Quai d’Orsay : L’Intégrale, c’est un peu comme un bon dîner d’ambassade : élégant en façade, mais avec des coulisses où tout le monde court dans tous les sens, un plateau de petits-fours à la main. Antonin Baudry, alias Abel Lanzac, et Christophe Blain nous invitent dans l’arène politique du ministère des Affaires étrangères, où les mots et les égos s’affrontent à coup de punchlines et de post-it.
L’histoire nous plonge dans le quotidien de la machine diplomatique française à travers les yeux d’Arthur Vlaminck, jeune chargé de rédiger les discours du ministre Alexandre Taillard de Vorms. Inspiré de Dominique de Villepin, ce dernier est un ouragan verbal et gestuel, mélange de poésie grandiloquente et de sautes d’humeur absurdes. Si la satire est mordante, elle n’en est pas moins affectueuse, montrant à la fois l’absurdité et la grandeur du jeu diplomatique.
Visuellement, Christophe Blain est en roue libre, dans le meilleur sens du terme. Son trait nerveux et dynamique donne vie à des personnages dont les expressions oscillent entre l’hilarité et l’exaspération. Taillard de Vorms, en particulier, est une tornade de cases déstructurées, chacune capturant son énergie démesurée. Les scènes dans le bureau du ministre, où les feuilles volent au rythme de ses éclats de voix, sont un régal visuel.
Le scénario, signé Baudry, ancien conseiller au Quai d’Orsay, regorge d’anecdotes délicieusement absurdes mais terriblement vraisemblables. Entre crises internationales et querelles internes dignes d’une sitcom, le récit oscille entre réalisme grinçant et comédie de situation. Les dialogues, souvent survoltés, sont aussi drôles qu’intelligents, avec une pointe d’ironie bien française.
Cependant, cette immersion dans le tumulte diplomatique peut parfois paraître répétitive. Les intrigues secondaires, bien qu’amusantes, manquent parfois de tension dramatique, et l’accumulation de gags, aussi brillants soient-ils, peut donner l’impression que l’histoire patine légèrement. On rit beaucoup, mais on aurait aimé un peu plus de progression narrative pour équilibrer.
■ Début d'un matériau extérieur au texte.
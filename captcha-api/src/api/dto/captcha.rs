use serde::{Deserialize, Serialize};
use serde_json::Value;

use crate::api::response::ApiError;
use crate::error::{CaptchaError, Result};
use crate::imaging::{BoundingBox, PreprocessOptions, SplitImage};
use crate::services::{BatchItem, ClassificationResult, ClickTarget};

/// `preprocess` accepts either a boolean, which selects the endpoint's preset,
/// or an object with explicit flags.
#[derive(Debug, Clone, Copy, PartialEq, Deserialize, utoipa::ToSchema)]
#[serde(untagged)]
pub enum PreprocessParam {
    Enabled(bool),
    Custom(PreprocessOptions),
}

impl PreprocessParam {
    /// The options to run, if any. Explicit options are range-checked.
    pub fn resolve(
        param: Option<Self>,
        preset: PreprocessOptions,
    ) -> Result<Option<PreprocessOptions>> {
        match param {
            Some(PreprocessParam::Enabled(true)) => Ok(Some(preset)),
            Some(PreprocessParam::Custom(options)) => {
                options.validate()?;
                Ok(Some(options))
            }
            Some(PreprocessParam::Enabled(false)) | None => Ok(None),
        }
    }
}

fn default_simple_target() -> bool {
    true
}

// ---------------------------------------------------------------------------
// Request DTOs
// ---------------------------------------------------------------------------

/// Request body for `POST /capcode`.
#[derive(Debug, Clone, Deserialize, utoipa::ToSchema)]
#[serde(rename_all = "camelCase")]
pub struct SlideMatchRequest {
    /// Slider piece, base64 or URL.
    #[schema(value_type = String)]
    pub sliding_image: Value,
    /// Background image, base64 or URL.
    #[schema(value_type = String)]
    pub back_image: Value,
    #[serde(default = "default_simple_target")]
    pub simple_target: bool,
    pub preprocess: Option<PreprocessParam>,
}

/// Request body for `POST /slideComparison`.
#[derive(Debug, Clone, Deserialize, utoipa::ToSchema)]
#[serde(rename_all = "camelCase")]
pub struct SlideComparisonRequest {
    /// Background with the piece in place.
    #[schema(value_type = String)]
    pub sliding_image: Value,
    /// Background without the piece.
    #[schema(value_type = String)]
    pub back_image: Value,
}

/// Request body for `POST /classification`.
#[derive(Debug, Clone, Deserialize, utoipa::ToSchema)]
pub struct ClassificationRequest {
    #[schema(value_type = String)]
    pub image: Value,
    pub preprocess: Option<PreprocessParam>,
}

/// Request body for `POST /batch/classification`.
#[derive(Debug, Clone, Deserialize, utoipa::ToSchema)]
pub struct BatchClassificationRequest {
    #[schema(value_type = Vec<String>)]
    pub images: Vec<Value>,
    pub preprocess: Option<PreprocessParam>,
}

/// Request body for `POST /detection`, `POST /calculate` and `POST /select`.
#[derive(Debug, Clone, Deserialize, utoipa::ToSchema)]
pub struct ImageRequest {
    #[schema(value_type = String)]
    pub image: Value,
}

/// Request body for `POST /crop`.
#[derive(Debug, Clone, Deserialize, utoipa::ToSchema)]
pub struct CropRequest {
    #[schema(value_type = String)]
    pub image: Value,
    /// Row at which the image is split; must lie strictly inside the image.
    /// Fractional values are truncated toward zero.
    pub y_coordinate: f64,
}

impl CropRequest {
    /// The split row as a pixel index.
    pub fn split_row(&self) -> Result<u32> {
        let y = self.y_coordinate.trunc();
        if !y.is_finite() || y < 1.0 || y > f64::from(u32::MAX) {
            return Err(CaptchaError::Validation(format!(
                "y_coordinate must be a positive number, got {}",
                self.y_coordinate
            )));
        }
        Ok(y as u32)
    }
}

// ---------------------------------------------------------------------------
// Response DTOs
// ---------------------------------------------------------------------------

#[derive(Debug, Clone, Serialize, utoipa::ToSchema)]
pub struct SlideMatchResponse {
    /// Horizontal offset of the gap.
    pub position: i32,
    pub confidence: f64,
}

#[derive(Debug, Clone, Serialize, utoipa::ToSchema)]
pub struct SlideComparisonResponse {
    pub position: i32,
}

#[derive(Debug, Serialize, utoipa::ToSchema)]
pub struct BatchResultItem {
    pub index: usize,
    #[serde(skip_serializing_if = "Option::is_none")]
    pub result: Option<ClassificationResult>,
    #[serde(skip_serializing_if = "Option::is_none")]
    pub error: Option<ApiError>,
}

impl From<BatchItem> for BatchResultItem {
    fn from(item: BatchItem) -> Self {
        match item.outcome {
            Ok(result) => Self {
                index: item.index,
                result: Some(result),
                error: None,
            },
            Err(e) => Self {
                index: item.index,
                result: None,
                error: Some(ApiError::from(e)),
            },
        }
    }
}

#[derive(Debug, Serialize, utoipa::ToSchema)]
pub struct BatchClassificationResponse {
    pub results: Vec<BatchResultItem>,
    pub total: usize,
}

#[derive(Debug, Clone, Serialize, utoipa::ToSchema)]
pub struct DetectionResponse {
    pub boxes: Vec<BoundingBox>,
}

#[derive(Debug, Clone, Serialize, utoipa::ToSchema)]
#[serde(rename_all = "camelCase")]
pub struct CropResponse {
    /// Upper part as base64 PNG.
    pub sliding_image: String,
    /// Lower part as base64 PNG.
    pub back_image: String,
}

impl From<SplitImage> for CropResponse {
    fn from(split: SplitImage) -> Self {
        Self {
            sliding_image: split.top,
            back_image: split.bottom,
        }
    }
}

#[derive(Debug, Clone, Serialize, utoipa::ToSchema)]
pub struct SelectResponse {
    pub targets: Vec<ClickTarget>,
}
En résumé : Quai d’Orsay : L’Intégrale est une satire brillante et hilarante de la diplomatie française, portée par des personnages hauts en couleur et un dessin qui respire la vivacité. Une lecture qui fait sourire, réfléchir, et parfois lever les yeux au ciel face à l’absurde beauté du chaos bureaucratique. À lire d’une traite, de préférence avec une citation de Héraclite en tête et un courant d’air dans le dos.